Taking a walk on the wild side

Stepping out of your comfort zone can be pretty intense

Stepping out of your comfort zone can be pretty intense

After much consideration, I chose tanking as my main spec. I didn’t do it for my guild, I didn’t do it out sheer love of tanking and I didn’t do it because tanking came naturally to me. I did it for the opposite reason: I became a tank because I wasn’t a natural. While healing seemed to be something I was born to do, tanking scared me. An as uber perfectionist, as an extremly shy person, as someone with an anxious personality, the idea of being on the front line of a pull was absolutely terrifying. I remember my first few runs, feeling physically sick before each pull, shaking like a leaf the entire time… I loved every second of it!

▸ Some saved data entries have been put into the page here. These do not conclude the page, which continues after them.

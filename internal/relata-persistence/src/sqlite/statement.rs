use std::fmt::{Display, Formatter};

use sqlite::Value;

use crate::sqlite::SqlDialect;

/// Replace every `?*` marker of `sql` with the placeholder of its position (starting at 1).
pub fn number_placeholders(sql: &str, placeholder: impl Fn(usize) -> String) -> String {
    let mut parts = sql.split("?*");
    let mut numbered = parts.next().unwrap_or_default().to_string();
    for (index, part) in parts.enumerate() {
        numbered.push_str(&placeholder(index + 1));
        numbered.push_str(part);
    }

    numbered
}

/// A statement text with its bound parameters.
#[derive(Debug, Clone, PartialEq)]
pub struct SqlStatement {
    sql: String,
    parameters: Vec<Value>,
}

impl SqlStatement {
    /// Statement with ready to run SQL.
    pub fn new(sql: &str, parameters: Vec<Value>) -> Self {
        Self {
            sql: sql.to_string(),
            parameters,
        }
    }

    /// Statement from SQL with `?*` markers, numbered with the placeholders of the dialect.
    pub fn from_raw(raw_sql: &str, parameters: Vec<Value>, dialect: &dyn SqlDialect) -> Self {
        Self {
            sql: number_placeholders(raw_sql, |index| dialect.placeholder(index)),
            parameters,
        }
    }

    /// SQL text
    pub fn sql(&self) -> &str {
        &self.sql
    }

    /// Bound parameters
    pub fn parameters(&self) -> &[Value] {
        &self.parameters
    }
}

impl Display for SqlStatement {
    fn fmt(&self, f: &mut Formatter<'_>) -> std::fmt::Result {
        write!(f, "{}", self.sql.replace('\n', " ").trim())
    }
}

#[cfg(test)]
mod tests {
    use crate::sqlite::{MySqlDialect, SqliteDialect};

    use super::*;

    #[test]
    fn number_placeholders_in_order() {
        assert_eq!(
            "a = $1 and b in ($2, $3)",
            number_placeholders("a = ?* and b in (?*, ?*)", |index| format!("${index}"))
        );
        assert_eq!("no parameter", number_placeholders("no parameter", |_| "?".to_string()));
    }

    #[test]
    fn from_raw_uses_dialect_placeholders() {
        let sqlite = SqlStatement::from_raw("x = ?* or y = ?*", Vec::new(), &SqliteDialect);
        let mysql = SqlStatement::from_raw("x = ?* or y = ?*", Vec::new(), &MySqlDialect);

        assert_eq!("x = ?1 or y = ?2", sqlite.sql());
        assert_eq!("x = ? or y = ?", mysql.sql());
    }
}
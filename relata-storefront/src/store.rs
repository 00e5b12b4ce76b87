use std::sync::Arc;

use anyhow::Context;
use relata_persistence::StdResult;
use relata_persistence::configuration::DataAccessConfiguration;
use relata_persistence::database::{DataContext, Executor, Session, UnitOfWork};
use relata_persistence::logging::LoggerExtensions;
use slog::{Logger, info};

use crate::database::{create_tables, storefront_registry};

/// Storefront data context with its tables created.
#[derive(Clone)]
pub struct StorefrontStore {
    context: DataContext,
    logger: Logger,
}

impl StorefrontStore {
    /// Open the database described by the configuration and create the
    /// storefront tables that are missing.
    pub fn open(configuration: &DataAccessConfiguration, logger: Logger) -> StdResult<Self> {
        let registry = storefront_registry().with_context(|| "Storefront registry build error")?;
        let context = DataContext::from_configuration(Arc::new(registry), configuration, logger.clone())?;

        Self::from_context(context, logger)
    }

    /// Wrap an existing data context, its registry must know the storefront records.
    pub fn from_context(context: DataContext, logger: Logger) -> StdResult<Self> {
        let logger = logger.new_with_component_name::<Self>();
        context.run(create_tables)?;
        info!(logger, "Storefront store opened"; "dialect" => context.dialect().name());

        Ok(Self { context, logger })
    }

    /// Underlying data context
    pub fn context(&self) -> &DataContext {
        &self.context
    }

    /// Acquire a connection for a session.
    pub fn session(&self) -> StdResult<Session<'_>> {
        self.context.session()
    }

    /// Run the operation outside of any unit of work.
    pub fn run<T>(&self, operation: impl FnOnce(&Executor<'_>) -> StdResult<T>) -> StdResult<T> {
        self.context.run(operation)
    }

    /// Run the operation in a unit of work committed on success.
    pub fn with_transaction<T>(
        &self,
        operation: impl FnOnce(&UnitOfWork<'_>) -> StdResult<T>,
    ) -> StdResult<T> {
        self.context.with_transaction(operation)
    }

    /// Optimize the database and close its connections.
    pub fn close(self) -> StdResult<()> {
        info!(self.logger, "Closing storefront store");
        self.context.shutdown()
    }
}
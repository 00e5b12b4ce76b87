//! Conversions between result rows, field values, records and typed entities.

mod record;
mod row_mapper;
mod values;

pub use record::{Entity, FromColumns, Record, Related};
pub use row_mapper::{RowMapper, RowOperation};
pub use sqlite::Value;
pub use values::{ColumnValues, FieldValues, ValueReader, value, value_kind};
pub(crate) use values::{is_unset_key, key_of};
#![allow(dead_code)]

use relata_persistence::StdResult;
use relata_persistence::configuration::DataAccessConfiguration;
use relata_persistence::database::Executor;
use relata_persistence::query::QueryBuilder;
use relata_persistence::test_tools::{MemoryLogs, TestLogger};
use relata_storefront::StorefrontStore;
use relata_storefront::database::record::{Product, User, Wallet};

/// Store on a private in-memory database with foreign keys enforced.
pub fn store() -> StorefrontStore {
    StorefrontStore::open(
        &DataAccessConfiguration::new_sample(":memory:"),
        TestLogger::stdout(),
    )
    .unwrap()
}

/// Same as [store], keeping the log messages for inspection.
pub fn store_with_logs() -> (StorefrontStore, MemoryLogs) {
    let (logger, logs) = TestLogger::memory();
    let store =
        StorefrontStore::open(&DataAccessConfiguration::new_sample(":memory:"), logger).unwrap();

    (store, logs)
}

pub fn users() -> QueryBuilder {
    QueryBuilder::for_entity::<User>()
}

pub fn wallets() -> QueryBuilder {
    QueryBuilder::for_entity::<Wallet>()
}

pub fn products() -> QueryBuilder {
    QueryBuilder::for_entity::<Product>()
}

/// Users `1` to `count`, named `User 1` to `User <count>`.
pub fn sample_users(count: usize) -> Vec<User> {
    (1..=count)
        .map(|index| User::new(&index.to_string(), "rahasia", &format!("User {index}")))
        .collect()
}

/// Store the sample users.
pub fn seed_users(executor: &Executor, count: usize) -> StdResult<Vec<User>> {
    Ok(executor.create_many(&sample_users(count))?.entities)
}

/// Ids of the users in the order they were read.
pub fn ids(users: &[User]) -> Vec<String> {
    users.iter().map(|user| user.id.clone()).collect()
}
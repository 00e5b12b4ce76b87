//! Lifecycle hooks of the storefront records

use std::sync::atomic::{AtomicU64, Ordering};

use chrono::Utc;
use relata_persistence::StdResult;
use relata_persistence::mapper::{FieldValues, ValueReader, value};

static GENERATED_USER_IDS: AtomicU64 = AtomicU64::new(0);

/// Give a generated id to a user created without one.
///
/// Generated ids look like `user-<unix millis>-<sequence>`.
pub fn assign_user_id(values: &mut FieldValues) -> StdResult<()> {
    if !values.string_or_default("id")?.is_empty() {
        return Ok(());
    }

    let sequence = GENERATED_USER_IDS.fetch_add(1, Ordering::Relaxed);
    values.set(
        "id",
        value::text(format!("user-{}-{sequence}", Utc::now().timestamp_millis())),
    );

    Ok(())
}

#[cfg(test)]
mod tests {
    use super::*;

    #[test]
    fn keeps_an_explicit_id() {
        let mut values = FieldValues::new().with("id", value::text("42"));

        assign_user_id(&mut values).unwrap();

        assert_eq!("42", values.string("id").unwrap());
    }

    #[test]
    fn generates_distinct_ids_when_missing() {
        let mut first = FieldValues::new().with("id", value::text(""));
        let mut second = FieldValues::new();

        assign_user_id(&mut first).unwrap();
        assign_user_id(&mut second).unwrap();

        let first = first.string("id").unwrap();
        assert!(first.starts_with("user-"));
        assert_ne!(first, second.string("id").unwrap());
    }
}
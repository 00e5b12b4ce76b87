use std::collections::HashSet;
use std::path::{Path, PathBuf};

use anyhow::Context;
use slog::{Logger, debug};
use sqlite::Connection;

use crate::StdResult;
use crate::configuration::{ConnectionString, DatabaseLocation};
use crate::logging::LoggerExtensions;
use crate::sqlite::SqliteConnection;

/// Builder of SQLite connection
#[derive(Debug, Clone)]
pub struct ConnectionBuilder {
    connection_path: PathBuf,
    options: HashSet<ConnectionOptions>,
    busy_timeout_ms: Option<u32>,
    base_logger: Logger,
}

/// Options to apply to the connection
#[derive(Debug, Clone, Copy, PartialEq, Eq, Hash)]
pub enum ConnectionOptions {
    /// Enable Write Ahead Log journal mode
    ///
    /// The journal mode is stored in the database file, it does not apply to
    /// in-memory databases.
    EnableWriteAheadLog,

    /// Enable foreign key support
    EnableForeignKeys,

    /// Disable foreign key support, takes precedence over
    /// [EnableForeignKeys][ConnectionOptions::EnableForeignKeys].
    ForceDisableForeignKeys,
}

impl ConnectionBuilder {
    /// Builder of file SQLite connection
    pub fn open_file(path: &Path) -> Self {
        Self {
            connection_path: path.to_path_buf(),
            options: HashSet::new(),
            busy_timeout_ms: None,
            base_logger: Logger::root(slog::Discard, slog::o!()),
        }
    }

    /// Builder of in memory SQLite connection
    pub fn open_memory() -> Self {
        Self::open_file(Path::new(":memory:"))
    }

    /// Builder configured from a parsed connection string.
    pub fn from_connection_string(connection_string: &ConnectionString) -> Self {
        let mut builder = match &connection_string.location {
            DatabaseLocation::Memory => Self::open_memory(),
            DatabaseLocation::File(path) => Self::open_file(path),
        };
        if connection_string.write_ahead_log {
            builder.options.insert(ConnectionOptions::EnableWriteAheadLog);
        }
        match connection_string.foreign_keys {
            Some(true) => {
                builder.options.insert(ConnectionOptions::EnableForeignKeys);
            }
            Some(false) => {
                builder.options.insert(ConnectionOptions::ForceDisableForeignKeys);
            }
            None => {}
        }
        builder.busy_timeout_ms = connection_string.busy_timeout_ms;

        builder
    }

    /// Set options to apply when the connection is created
    pub fn with_options(mut self, options: &[ConnectionOptions]) -> Self {
        for option in options {
            self.options.insert(*option);
        }
        self
    }

    /// Wait up to `timeout_ms` for a lock held by another connection.
    pub fn with_busy_timeout(mut self, timeout_ms: u32) -> Self {
        self.busy_timeout_ms = Some(timeout_ms);
        self
    }

    /// Set the logger to use
    pub fn with_logger(mut self, logger: Logger) -> Self {
        self.base_logger = logger;
        self
    }

    /// Return true if the built connections are private in-memory databases.
    pub fn is_memory(&self) -> bool {
        self.connection_path == Path::new(":memory:")
    }

    /// Build a connection based on the builder configuration
    pub fn build(self) -> StdResult<SqliteConnection> {
        let logger = self.base_logger.new_with_component_name::<Self>();

        debug!(logger, "Opening SQLite connection"; "path" => %self.connection_path.display(), "options" => ?self.options);
        let connection = Connection::open_thread_safe(&self.connection_path).with_context(|| {
            format!(
                "SQLite initialization: could not open connection with string '{}'.",
                self.connection_path.display()
            )
        })?;

        if self.options.contains(&ConnectionOptions::EnableWriteAheadLog) {
            connection
                .execute("pragma journal_mode = wal; pragma synchronous = normal;")
                .with_context(|| "SQLite initialization: could not enable WAL.")?;
        }

        if let Some(timeout_ms) = self.busy_timeout_ms {
            connection
                .execute(format!("pragma busy_timeout = {timeout_ms};"))
                .with_context(|| "SQLite initialization: could not set the busy timeout.")?;
        }

        if self.options.contains(&ConnectionOptions::ForceDisableForeignKeys) {
            connection
                .execute("pragma foreign_keys = false;")
                .with_context(|| "SQLite initialization: could not disable FOREIGN KEY support.")?;
        } else if self.options.contains(&ConnectionOptions::EnableForeignKeys) {
            connection
                .execute("pragma foreign_keys = true;")
                .with_context(|| "SQLite initialization: could not enable FOREIGN KEY support.")?;
        }

        Ok(connection)
    }
}

#[cfg(test)]
mod tests {
    use sqlite::Value;

    use crate::sqlite::ConnectionExtensions;
    use crate::test_tools::{TestLogger, temp_dir};

    use super::*;

    fn pragma_value(connection: &SqliteConnection, pragma: &str) -> Value {
        connection
            .query_single_cell(format!("pragma {pragma}"), &[])
            .unwrap()
    }

    #[test]
    fn test_open_in_memory_without_foreign_key() {
        let connection = ConnectionBuilder::open_memory().build().unwrap();

        assert_eq!(Value::Integer(0), pragma_value(&connection, "foreign_keys"));
    }

    #[test]
    fn test_open_with_foreign_key() {
        let connection = ConnectionBuilder::open_memory()
            .with_options(&[ConnectionOptions::EnableForeignKeys])
            .build()
            .unwrap();

        assert_eq!(Value::Integer(1), pragma_value(&connection, "foreign_keys"));
    }

    #[test]
    fn test_force_disable_foreign_keys_wins() {
        let connection = ConnectionBuilder::open_memory()
            .with_options(&[
                ConnectionOptions::EnableForeignKeys,
                ConnectionOptions::ForceDisableForeignKeys,
            ])
            .build()
            .unwrap();

        assert_eq!(Value::Integer(0), pragma_value(&connection, "foreign_keys"));
    }

    #[test]
    fn test_open_file_with_wal_and_busy_timeout() {
        let dir = temp_dir("connection_builder", "test_open_file_with_wal_and_busy_timeout");
        let connection = ConnectionBuilder::open_file(&dir.join("test.sqlite3"))
            .with_options(&[ConnectionOptions::EnableWriteAheadLog])
            .with_busy_timeout(1500)
            .with_logger(TestLogger::stdout())
            .build()
            .unwrap();

        assert_eq!(
            Value::String("wal".to_string()),
            pragma_value(&connection, "journal_mode")
        );
        assert_eq!(Value::Integer(1500), pragma_value(&connection, "busy_timeout"));
    }

    #[test]
    fn test_builder_from_connection_string() {
        let connection_string =
            ConnectionString::parse("sqlite://:memory:?foreign_keys=true&busy_timeout=10")
                .unwrap();

        let builder = ConnectionBuilder::from_connection_string(&connection_string);
        assert!(builder.is_memory());

        let connection = builder.build().unwrap();
        assert_eq!(Value::Integer(1), pragma_value(&connection, "foreign_keys"));
        assert_eq!(Value::Integer(10), pragma_value(&connection, "busy_timeout"));
    }

    #[test]
    fn test_build_logs_the_opened_path() {
        let (logger, logs) = TestLogger::memory();

        ConnectionBuilder::open_memory().with_logger(logger).build().unwrap();

        assert!(logs.contains("path=:memory:"));
        assert!(logs.contains("src=ConnectionBuilder"));
    }
}
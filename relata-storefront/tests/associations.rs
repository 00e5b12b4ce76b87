mod test_extensions;

use relata_persistence::DataAccessError;
use relata_persistence::mapper::{ValueReader, value};
use relata_persistence::query::QueryBuilder;
use relata_persistence::sqlite::WhereCondition;
use relata_storefront::database::record::{Address, Product, User, Wallet};

use test_extensions::{ids, products, seed_users, store, store_with_logs, users, wallets};

fn user_with_wallet(id: &str, balance: i64) -> User {
    let mut user = User::new(id, "rahasia", &format!("User {id}"));
    user.wallet = Some(Wallet::new(&format!("W{id}"), "", balance));
    user
}

#[test]
fn has_one_wallet_is_created_with_its_user() {
    let store = store();

    store
        .run(|executor| {
            let created = executor.create(&user_with_wallet("1", 1_000_000))?;

            let wallet = created.wallet.expect("the wallet should be returned");
            assert_eq!("1", wallet.user_id);
            assert!(wallet.created_at.is_some());
            assert_eq!(1, executor.count(&wallets())?);
            Ok(())
        })
        .unwrap();
}

#[test]
fn omitted_associations_are_not_written() {
    let store = store();

    store
        .run(|executor| {
            executor.omit_associations().create(&user_with_wallet("1", 1_000_000))?;

            assert_eq!(1, executor.count(&users())?);
            assert_eq!(0, executor.count(&wallets())?);
            Ok(())
        })
        .unwrap();
}

#[test]
fn preload_and_join_the_wallet() {
    let (store, logs) = store_with_logs();

    store
        .run(|executor| {
            executor.create(&user_with_wallet("1", 1_000_000))?;
            executor.create(&user_with_wallet("2", 2_500_000))?;
            executor.create(&User::new("3", "rahasia", "Walletless"))?;

            logs.clear();
            let preloaded = executor.find::<User>(&users().preload("Wallet"))?;
            assert_eq!(2, logs.count_matching(&["Executing statement"]));
            assert_eq!(
                vec![Some(1_000_000), Some(2_500_000), None],
                preloaded
                    .iter()
                    .map(|user| user.wallet.as_ref().map(|wallet| wallet.balance))
                    .collect::<Vec<_>>()
            );

            logs.clear();
            let joined = executor.find::<User>(
                &users()
                    .join("Wallet")
                    .filter("Wallet.balance > ?*", vec![value::integer(2_000_000)]),
            )?;
            assert_eq!(1, logs.count_matching(&["Executing statement"]));
            assert_eq!(vec!["2"], ids(&joined));
            assert_eq!(Some("W2".to_string()), joined[0].wallet.as_ref().map(|w| w.id.clone()));
            Ok(())
        })
        .unwrap();
}

#[test]
fn has_many_addresses_are_created_then_upserted_on_save() {
    let store = store();

    store
        .run(|executor| {
            let mut user = User::new("1", "rahasia", "Eko");
            user.addresses = vec![Address::new("", "Jalan A"), Address::new("", "Jalan B")];
            let mut created = executor.create(&user)?;
            assert_eq!(2, created.addresses.len());
            assert!(created.addresses.iter().all(|address| address.id > 0 && address.user_id == "1"));

            created.addresses[0].address = "Jalan A baru".to_string();
            executor.save(&created)?;

            let addresses = executor.find::<Address>(&QueryBuilder::for_entity::<Address>())?;
            assert_eq!(
                vec!["Jalan A baru", "Jalan B"],
                addresses.iter().map(|address| address.address.as_str()).collect::<Vec<_>>()
            );
            Ok(())
        })
        .unwrap();
}

#[test]
fn preloading_addresses_of_many_users_is_batched() {
    let (store, logs) = store_with_logs();

    store
        .run(|executor| {
            for id in ["1", "2", "3"] {
                let mut user = User::new(id, "rahasia", &format!("User {id}"));
                user.addresses = vec![
                    Address::new("", &format!("Jalan {id}A")),
                    Address::new("", &format!("Jalan {id}B")),
                ];
                executor.create(&user)?;
            }

            logs.clear();
            let found = executor.find::<User>(&users().preload("Addresses"))?;

            assert_eq!(2, logs.count_matching(&["Executing statement"]));
            assert_eq!(
                vec![2, 2, 2],
                found.iter().map(|user| user.addresses.len()).collect::<Vec<_>>()
            );
            assert!(
                found
                    .iter()
                    .all(|user| user.addresses.iter().all(|address| address.user_id == user.id))
            );
            Ok(())
        })
        .unwrap();
}

#[test]
fn belongs_to_user_is_saved_first_and_preloaded() {
    let store = store();

    store
        .run(|executor| {
            let mut address = Address::new("", "Jalan Belum Ada");
            address.user = Some(Box::new(User::new("99", "rahasia", "Owner")));
            let created = executor.create(&address)?;
            assert_eq!("99", created.user_id);

            let addresses = QueryBuilder::for_entity::<Address>();
            let preloaded = executor.find::<Address>(&addresses.clone().preload("User"))?;
            let joined = executor.find::<Address>(&addresses.join("User"))?;

            assert_eq!(
                Some("Owner".to_string()),
                preloaded[0].user.as_ref().map(|user| user.name.first_name.clone())
            );
            assert_eq!(
                Some("99".to_string()),
                joined[0].user.as_ref().map(|user| user.id.clone())
            );
            Ok(())
        })
        .unwrap();
}

#[test]
fn many_to_many_like_products_in_both_directions() {
    let store = store();

    store
        .run(|executor| {
            let mut user = User::new("1", "rahasia", "Eko");
            user.like_products = vec![Product::new("P1", "Contoh 1", 1000), Product::new("P2", "Contoh 2", 2000)];
            executor.create(&user)?;
            let mut other = User::new("2", "rahasia", "Budi");
            other.like_products = vec![Product::new("P1", "Contoh 1", 1000)];
            executor.create(&other)?;

            let liked = executor.find::<User>(&users().preload("LikeProducts"))?;
            assert_eq!(
                vec![2, 1],
                liked.iter().map(|user| user.like_products.len()).collect::<Vec<_>>()
            );

            let product = executor
                .first::<Product>(&products().preload("LikeByUsers").filter("products.id = ?*", vec![value::text("P1")]))?
                .expect("the product should exist");
            assert_eq!(vec!["1", "2"], ids(&product.like_by_users));
            assert_eq!(2, executor.count(&products())?);
            Ok(())
        })
        .unwrap();
}

#[test]
fn association_find_append_replace_delete_and_clear() {
    let store = store();

    store
        .run(|executor| {
            let user = executor.create(&User::new("1", "rahasia", "Eko"))?;
            let first = Product::new("P1", "Contoh 1", 1000);
            let second = Product::new("P2", "Contoh 2", 2000);
            let third = Product::new("P3", "Contoh 3", 3000);

            let mut like_products = executor.association(&user, "LikeProducts")?;
            like_products.append_entities(&[first.clone(), second.clone()])?;
            assert_eq!(2, like_products.count()?);
            assert_eq!(
                vec!["P1", "P2"],
                like_products
                    .find::<Product>()?
                    .iter()
                    .map(|product| product.id.as_str())
                    .collect::<Vec<_>>()
            );
            let cheap = like_products.find_with(|query| {
                query.filter("products.price < ?*", vec![value::integer(1500)])
            })?;
            assert_eq!(1, cheap.len());

            like_products.replace_entities(&[third.clone()])?;
            assert_eq!(vec!["P3"], like_products.find::<Product>()?.into_iter().map(|p| p.id).collect::<Vec<_>>());

            like_products.append_entities(&[first.clone()])?;
            assert_eq!(1, like_products.delete_entities(&[third])?);
            assert_eq!(1, like_products.count()?);

            assert_eq!(1, like_products.clear()?);
            assert_eq!(0, like_products.count()?);
            let links = executor.raw_query(
                "select count(*) as links from user_like_product where user_id = ?",
                &[value::text("1")],
            )?;
            assert_eq!(0, links[0].integer("links")?);
            assert_eq!(3, executor.count(&products())?);
            Ok(())
        })
        .unwrap();
}

#[test]
fn duplicate_links_are_constraint_violations() {
    let store = store();

    store
        .run(|executor| {
            let user = executor.create(&User::new("1", "rahasia", "Eko"))?;
            let product = Product::new("P1", "Contoh 1", 1000);
            let mut like_products = executor.association(&user, "LikeProducts")?;
            like_products.append_entities(&[product.clone()])?;

            let error = like_products
                .append_entities(&[product])
                .expect_err("linking twice should fail");

            assert!(matches!(
                error.downcast_ref::<DataAccessError>(),
                Some(DataAccessError::ConstraintViolation(_))
            ));
            assert_eq!(1, like_products.count()?);
            Ok(())
        })
        .unwrap();
}

#[test]
fn has_many_and_has_one_association_mutations() {
    let store = store();

    store
        .run(|executor| {
            let user = executor.create(&user_with_wallet("1", 100))?;

            let mut addresses = executor.association(&user, "Addresses")?;
            let appended = addresses.append_entities(&[Address::new("", "Jalan A"), Address::new("", "Jalan B")])?;
            assert!(appended.iter().all(|address: &Address| address.user_id == "1"));
            assert_eq!(2, addresses.count()?);
            assert_eq!(2, addresses.clear()?);
            assert_eq!(0, addresses.count()?);
            assert_eq!(2, executor.count(&QueryBuilder::for_entity::<Address>())?);

            let mut wallet = executor.association(&user, "Wallet")?;
            wallet.replace_entities(&[Wallet::new("W-new", "", 500)])?;
            let owned = wallet.find::<Wallet>()?;
            assert_eq!(vec!["W-new"], owned.iter().map(|w| w.id.as_str()).collect::<Vec<_>>());
            let previous = executor
                .first::<Wallet>(&wallets().filter("wallets.id = ?*", vec![value::text("W1")]))?
                .expect("the previous wallet should be kept");
            assert_eq!("", previous.user_id);
            Ok(())
        })
        .unwrap();
}

#[test]
fn belongs_to_association_sets_the_owner_key() {
    let store = store();

    store
        .run(|executor| {
            seed_users(executor, 2)?;
            let mut address = executor.create(&Address::new("1", "Jalan A"))?;

            let mut owner = executor.association(&address, "User")?;
            owner.append_entities(&[User::new("2", "rahasia", "User 2")])?;

            address = executor
                .first::<Address>(&QueryBuilder::for_entity::<Address>())?
                .expect("the address should exist");
            assert_eq!("2", address.user_id);
            Ok(())
        })
        .unwrap();
}

#[test]
fn association_of_an_unsaved_owner_is_stale() {
    let store = store();

    store
        .run(|executor| {
            let error = executor
                .association(&User::new("", "rahasia", "Unsaved"), "Addresses")?
                .count()
                .expect_err("an owner without key can not be resolved");

            assert!(matches!(
                error.downcast_ref::<DataAccessError>(),
                Some(DataAccessError::StaleAssociation { .. })
            ));
            Ok(())
        })
        .unwrap();
}

#[test]
fn conditional_nested_and_full_preloads() {
    let store = store();

    store
        .run(|executor| {
            let mut user = user_with_wallet("1", 750);
            user.addresses = vec![Address::new("", "Jalan A"), Address::new("", "Jalan B")];
            user.like_products = vec![Product::new("P1", "Contoh 1", 1000)];
            executor.create(&user)?;

            let filtered = executor
                .first::<User>(&users().preload_where(
                    "Addresses",
                    WhereCondition::new("addresses.address = ?*", vec![value::text("Jalan B")]),
                ))?
                .expect("the user should exist");
            assert_eq!(
                vec!["Jalan B"],
                filtered.addresses.iter().map(|a| a.address.as_str()).collect::<Vec<_>>()
            );

            let nested = executor
                .first::<Wallet>(&wallets().preload("User.Addresses"))?
                .expect("the wallet should exist");
            let owner = nested.user.expect("the owner should be preloaded");
            assert_eq!(2, owner.addresses.len());

            let everything = executor
                .first::<User>(&users().preload_all())?
                .expect("the user should exist");
            assert_eq!(Some(750), everything.wallet.map(|wallet| wallet.balance));
            assert_eq!(2, everything.addresses.len());
            assert_eq!(1, everything.like_products.len());
            Ok(())
        })
        .unwrap();
}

I suppose it’s the emotional equivalent of scary rides at the amusement park. Rides put you in a situation where you feel like you’re in danger, but in reality, you’re quite safe. (Unless you’re very unlucky.) My first tanking runs were just like that. I worried that I’d fail (very disastrous for a perfectionist!), let everyone down and heck knows what else I fretted over­. But in reality, I was just playing a game with my friends. They’d still love me after a few wipes in Shadow Labs. I felt like I was in emotional danger, but the worst case scenario was being affectionately teased about it for a few weeks.

Did I get anything more than amusement out of trying something outside my comfort zone? Definitely. As I worked my butt off trying to be a good tank (which I still struggle with to this day), I gained a level of understanding and attachement to my class that I never would have experienced had I stayed a pure healer. I also deepened my understanding of the game in general as I watched the mechanics from a new perspective. I became better at all my specs, including holy and ret, it helped a lot when learning to play my mage and I find it much easier to learn other classes for when I need to give advice to a guildie.

A more recent situation where I was brutally yanked out of my quiet comfort zone was during the much complained about Children’s Week achievement, School of Hard Knocks. Lets go over the criteria:
Take your orphan into the battlegrounds and complete the feats listed below.
* Capture the flag in Eye of the Storm
* Assault a flag in Arathi Basin
* Assault a tower in Alterac Valley
* Return a fallen flag in Warsong Gulch

Ouch!

For the reference, I’m still a healer when I pvp. A healer. Healers heal. We don’t capture flags, assault nodes, returns flags. We heal. We keep people alive, even when they’re being beat on by DKs and ret pallies. There’s no time for other stuff! Heck, I didn’t even know HOW to assault a tower in AV or return a flag in WSG. And the game expected me to do all those things in order to have that little thing flash on the bottom of my screen? (I love flashies on the bottom of my screen!) Was the game crazy? Maybe, but I totally fell for it.

I captured a flag in EotS, I grabbed the stables in AB (and I liked it so much that I then grabbed the mine, the farm and the BS). After some friends explained it to me, I assaulted a tower in AV. Returning a flag in WSG took me a few tries and was very frustrating, but after I realised that to return a flag, you don’t need to get the killing blow on the flag carrier, you just need to click the flag, I discovered it was easy. Then I returned a few more flags. It was the most fun I’d had in BGs in a long, long time.

So maybe I pissed off a few people in the BGs by “not playing properly”. After all, I’m supposed to keep them alive. Go ahead, ask me if I care. Non-healers get on my nerves all the time when they don’t stay in range, don’t rescue me when I’m getting beat on or when they think they know everything about pvp healing. I really don’t feel bad about stealing their jobs for a few hours.

In the end, I had a great time and I got a few new pieces of pvp gear out of it. I also got to learn some more about the game.

Now, I’m not promoting going out and doing something completely new on a progression fight. Not sure guilds appreciate wiping over a whim. However, when the game gets too easy, when your beloved guild isn’t progressing as fast as you are, or if, like me, you always need to be learning, taking a walk on the wild side can offer its share of benefits. Sometimes the things that seem the least pleasant (who likes being frustrated?) can be indeed very enjoyable in the end.

As for the other “n00bs” who were trying to get the School of Hard Knocks achievement last May and, in the process, “breaking the BGs”, I hope their experience was similar to mine. Exciting and shedding light on a side of the game they don’t usually get to see.